My father was home on Long Island during that month, at least for a while. He had spent the last 2-1/2 years, in training, then as a crash boat skipper in Florida, rescuing downed flyers or gathering their remains to send to their families back home. That last part hadn’t been easy. He never much talked about those grisly moments.
Saving lives at sea was more than a job or mission. It was like the best drug in the world. Yet these crews denied themselves those moments’ floaty lightness since they would head out the next day only to see mangled gore or sea monsters doing what sea monsters have done to sailors for millennia.

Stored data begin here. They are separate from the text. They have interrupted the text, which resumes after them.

//! Integration tests for chunk accumulation and project updates.

use std::sync::Arc;

use chrono::{Duration, Utc};
use sea_orm::ActiveValue::Set;
use sea_orm::{
    ColumnTrait, ConnectOptions, Database, DatabaseConnection, EntityTrait, PaginatorTrait,
    QueryFilter,
};
use sea_orm_migration::MigratorTrait;
use serde_json::{json, Value};

use atelier::api::v1::project::UpdateProjectRequest;
use atelier::project::ProjectId;
use atelier_server::assembly::{ChunkAssembler, ChunkOutcome};
use atelier_server::config::ChunkBufferConfig;
use atelier_server::database::entity::artboard_chunk::{self, Entity as ArtboardChunk};
use atelier_server::database::entity::project::Entity as Project;
use atelier_server::database::migration::Migrator;
use atelier_server::database::AtelierDatabase;
use atelier_server::error::ErrorKind;

/// Fresh in-memory database with the schema applied.
async fn setup() -> DatabaseConnection {
    // A single connection, so every query sees the same in-memory file.
    let mut options = ConnectOptions::new("sqlite::memory:".to_owned());
    options.max_connections(1);

    let database = Database::connect(options).await.unwrap();
    Migrator::up(&database, None).await.unwrap();
    database
}

fn assembler() -> ChunkAssembler {
    ChunkAssembler::new(ChunkBufferConfig {
        expiry_secs: 3600,
        sweep_interval_secs: 60,
    })
}

fn project_id(id: &str) -> ProjectId {
    ProjectId::new(id.to_string()).unwrap()
}

fn artboard(id: &str) -> Value {
    json!({ "id": id, "name": format!("Artboard {id}"), "elements": [] })
}

fn full_update(id: &str) -> UpdateProjectRequest {
    UpdateProjectRequest {
        project_id: project_id(id),
        chat_history: None,
        artboards: None,
        public_html: None,
        is_published: None,
        chunk_index: None,
        total_chunks: None,
    }
}

async fn stored_artboards(database: &DatabaseConnection, id: &str) -> Option<Vec<Value>> {
    let model = database.find_project(&project_id(id)).await.unwrap()?;
    model
        .artboards
        .as_deref()
        .map(|json| serde_json::from_str(json).unwrap())
}

async fn buffered_count(database: &DatabaseConnection, id: &str) -> u64 {
    ArtboardChunk::find()
        .filter(artboard_chunk::Column::ProjectId.eq(id))
        .count(database)
        .await
        .unwrap()
}

#[tokio::test]
async fn test_in_order_assembly() {
    let database = setup().await;
    let assembler = assembler();
    let id = project_id("p1");

    let outcome = assembler
        .submit_chunk(&database, &id, 0, 2, &[artboard("a")])
        .await
        .unwrap();
    assert_eq!(outcome, ChunkOutcome::Accepted);
    assert!(stored_artboards(&database, "p1").await.is_none());

    let outcome = assembler
        .submit_chunk(&database, &id, 1, 2, &[artboard("b")])
        .await
        .unwrap();
    assert_eq!(outcome, ChunkOutcome::Assembled);

    assert_eq!(
        stored_artboards(&database, "p1").await.unwrap(),
        vec![artboard("a"), artboard("b")]
    );
    assert_eq!(buffered_count(&database, "p1").await, 0);
}

#[tokio::test]
async fn test_reverse_order_assembly() {
    let database = setup().await;
    let assembler = assembler();
    let id = project_id("p1");

    // The last index arrives first; nothing can be assembled yet.
    let outcome = assembler
        .submit_chunk(&database, &id, 1, 2, &[artboard("b")])
        .await
        .unwrap();
    assert_eq!(outcome, ChunkOutcome::Accepted);
    assert!(stored_artboards(&database, "p1").await.is_none());

    // The submission completing the set performs the assembly, and the
    // result is ordered by index, not by arrival.
    let outcome = assembler
        .submit_chunk(&database, &id, 0, 2, &[artboard("a")])
        .await
        .unwrap();
    assert_eq!(outcome, ChunkOutcome::Assembled);

    assert_eq!(
        stored_artboards(&database, "p1").await.unwrap(),
        vec![artboard("a"), artboard("b")]
    );
}

#[tokio::test]
async fn test_arbitrary_arrival_order() {
    let database = setup().await;
    let assembler = assembler();
    let id = project_id("p1");

    let total = 5u32;
    let arrival = [3u32, 0, 4, 2, 1];

    for (n, &index) in arrival.iter().enumerate() {
        let outcome = assembler
            .submit_chunk(&database, &id, index, total, &[artboard(&index.to_string())])
            .await
            .unwrap();

        if n + 1 < arrival.len() {
            assert_eq!(outcome, ChunkOutcome::Accepted);
        } else {
            assert_eq!(outcome, ChunkOutcome::Assembled);
        }
    }

    let expected: Vec<Value> = (0..total).map(|i| artboard(&i.to_string())).collect();
    assert_eq!(stored_artboards(&database, "p1").await.unwrap(), expected);
    assert_eq!(buffered_count(&database, "p1").await, 0);
}

#[tokio::test]
async fn test_resubmitted_chunk_overwrites() {
    let database = setup().await;
    let assembler = assembler();
    let id = project_id("p1");

    assembler
        .submit_chunk(&database, &id, 0, 2, &[artboard("stale")])
        .await
        .unwrap();

    // Retry of index 0 with a different payload replaces the buffered
    // one instead of accumulating alongside it.
    assembler
        .submit_chunk(&database, &id, 0, 2, &[artboard("fresh")])
        .await
        .unwrap();

    let outcome = assembler
        .submit_chunk(&database, &id, 1, 2, &[artboard("tail")])
        .await
        .unwrap();
    assert_eq!(outcome, ChunkOutcome::Assembled);

    assert_eq!(
        stored_artboards(&database, "p1").await.unwrap(),
        vec![artboard("fresh"), artboard("tail")]
    );
}

#[tokio::test]
async fn test_incomplete_upload_never_touches_project() {
    let database = setup().await;
    let assembler = assembler();

    let mut request = full_update("p1");
    request.artboards = Some(vec![artboard("existing")]);
    database.upsert_project(&request).await.unwrap();

    assembler
        .submit_chunk(&database, &project_id("p1"), 0, 3, &[artboard("partial")])
        .await
        .unwrap();

    assert_eq!(
        stored_artboards(&database, "p1").await.unwrap(),
        vec![artboard("existing")]
    );
}

#[tokio::test]
async fn test_partial_update_preserves_absent_fields() {
    let database = setup().await;

    let mut request = full_update("p1");
    request.artboards = Some(vec![artboard("a")]);
    request.public_html = Some("<html></html>".to_string());
    request.is_published = Some(true);
    database.upsert_project(&request).await.unwrap();

    let mut request = full_update("p1");
    request.chat_history = Some(json!({ "messages": [] }));
    database.upsert_project(&request).await.unwrap();

    let model = database
        .find_project(&project_id("p1"))
        .await
        .unwrap()
        .unwrap();

    assert_eq!(
        model.chat_history.as_deref(),
        Some("{\"messages\":[]}")
    );
    assert_eq!(
        stored_artboards(&database, "p1").await.unwrap(),
        vec![artboard("a")]
    );
    assert_eq!(model.public_html.as_deref(), Some("<html></html>"));
    assert_eq!(model.is_published, Some(true));
}

#[tokio::test]
async fn test_concurrent_final_chunks_assemble_once() {
    let database = setup().await;
    let assembler = Arc::new(assembler());
    let id = project_id("p1");

    assembler
        .submit_chunk(&database, &id, 0, 2, &[artboard("a")])
        .await
        .unwrap();

    let mut handles = Vec::new();
    for _ in 0..4 {
        let database = database.clone();
        let assembler = assembler.clone();
        let id = id.clone();

        handles.push(tokio::spawn(async move {
            assembler
                .submit_chunk(&database, &id, 1, 2, &[artboard("b")])
                .await
                .unwrap()
        }));
    }

    let mut assembled = 0;
    for handle in handles {
        if handle.await.unwrap() == ChunkOutcome::Assembled {
            assembled += 1;
        }
    }

    // Exactly one submission observes the complete buffer; the rest
    // arrive after cleanup and are buffered as stragglers.
    assert_eq!(assembled, 1);
    assert_eq!(
        stored_artboards(&database, "p1").await.unwrap(),
        vec![artboard("a"), artboard("b")]
    );
}

#[tokio::test]
async fn test_rejects_malformed_chunk_bounds() {
    let database = setup().await;
    let assembler = assembler();
    let id = project_id("p1");

    let error = assembler
        .submit_chunk(&database, &id, 2, 2, &[artboard("a")])
        .await
        .unwrap_err();
    assert!(matches!(error.kind(), ErrorKind::RequestError(_)));

    let error = assembler
        .submit_chunk(&database, &id, 0, 0, &[artboard("a")])
        .await
        .unwrap_err();
    assert!(matches!(error.kind(), ErrorKind::RequestError(_)));

    // Validation failures must not leave partial state behind.
    assert_eq!(buffered_count(&database, "p1").await, 0);
}

#[tokio::test]
async fn test_missing_project_is_none() {
    let database = setup().await;

    let found = database
        .find_project(&project_id("missing-id"))
        .await
        .unwrap();
    assert!(found.is_none());
}

#[tokio::test]
async fn test_leftover_entries_from_other_total_are_ignored() {
    let database = setup().await;
    let assembler = assembler();
    let id = project_id("p1");

    // An abandoned three-chunk upload left two entries behind.
    assembler
        .submit_chunk(&database, &id, 0, 3, &[artboard("old-0")])
        .await
        .unwrap();
    assembler
        .submit_chunk(&database, &id, 2, 3, &[artboard("old-2")])
        .await
        .unwrap();

    // A new two-chunk upload assembles from its own entries only. Index
    // 0 is overwritten by the new upload; index 2 is stale.
    assembler
        .submit_chunk(&database, &id, 0, 2, &[artboard("new-0")])
        .await
        .unwrap();
    let outcome = assembler
        .submit_chunk(&database, &id, 1, 2, &[artboard("new-1")])
        .await
        .unwrap();
    assert_eq!(outcome, ChunkOutcome::Assembled);

    assert_eq!(
        stored_artboards(&database, "p1").await.unwrap(),
        vec![artboard("new-0"), artboard("new-1")]
    );

    // Cleanup removes the stale entry along with the assembled ones.
    assert_eq!(buffered_count(&database, "p1").await, 0);
}

#[tokio::test]
async fn test_sweep_removes_only_expired_entries() {
    let database = setup().await;
    let assembler = assembler();

    assembler
        .submit_chunk(&database, &project_id("fresh"), 0, 2, &[artboard("a")])
        .await
        .unwrap();

    let stale = artboard_chunk::ActiveModel {
        project_id: Set("stale".to_string()),
        chunk_index: Set(0),
        total_chunks: Set(2),
        artboards: Set("[]".to_string()),
        created_at: Set(Utc::now() - Duration::seconds(7200)),
    };
    ArtboardChunk::insert(stale).exec(&database).await.unwrap();

    let removed = assembler.sweep_expired(&database).await.unwrap();

    assert_eq!(removed, 1);
    assert_eq!(buffered_count(&database, "stale").await, 0);
    assert_eq!(buffered_count(&database, "fresh").await, 1);
}

#[tokio::test]
async fn test_single_chunk_upload_assembles_immediately() {
    let database = setup().await;
    let assembler = assembler();

    let outcome = assembler
        .submit_chunk(
            &database,
            &project_id("p1"),
            0,
            1,
            &[artboard("only"), artboard("two")],
        )
        .await
        .unwrap();
    assert_eq!(outcome, ChunkOutcome::Assembled);

    assert_eq!(
        stored_artboards(&database, "p1").await.unwrap(),
        vec![artboard("only"), artboard("two")]
    );
    assert_eq!(Project::find().count(&database).await.unwrap(), 1);
}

All these years later I think it was a horror show for him and his crew. I saw it in his reaction to the film Jaws. While we watched it together, he physically tightened and blanched during each Great White Shark scene. I strongly feel he was re-visiting those horror shows when he was trying to rescue injured aviators as the Gulf Stream’s apex predators reached the airmen first. None of us have the right to judge them for what they may have done in response.
They saw things people wouldn’t believe. Shark attacks just off Homestead and the lower Everglades. They watched the ocean suddenly glimmer dark red as airmen disappeared below the waves. All those moments were lost in time, like tears in rain as they bore witness to others time to die.
He and his crew at sea were separate, had their own code, something that kept the horror at bay. Despite its mercy, it stayed a silent part of them, and it never went away.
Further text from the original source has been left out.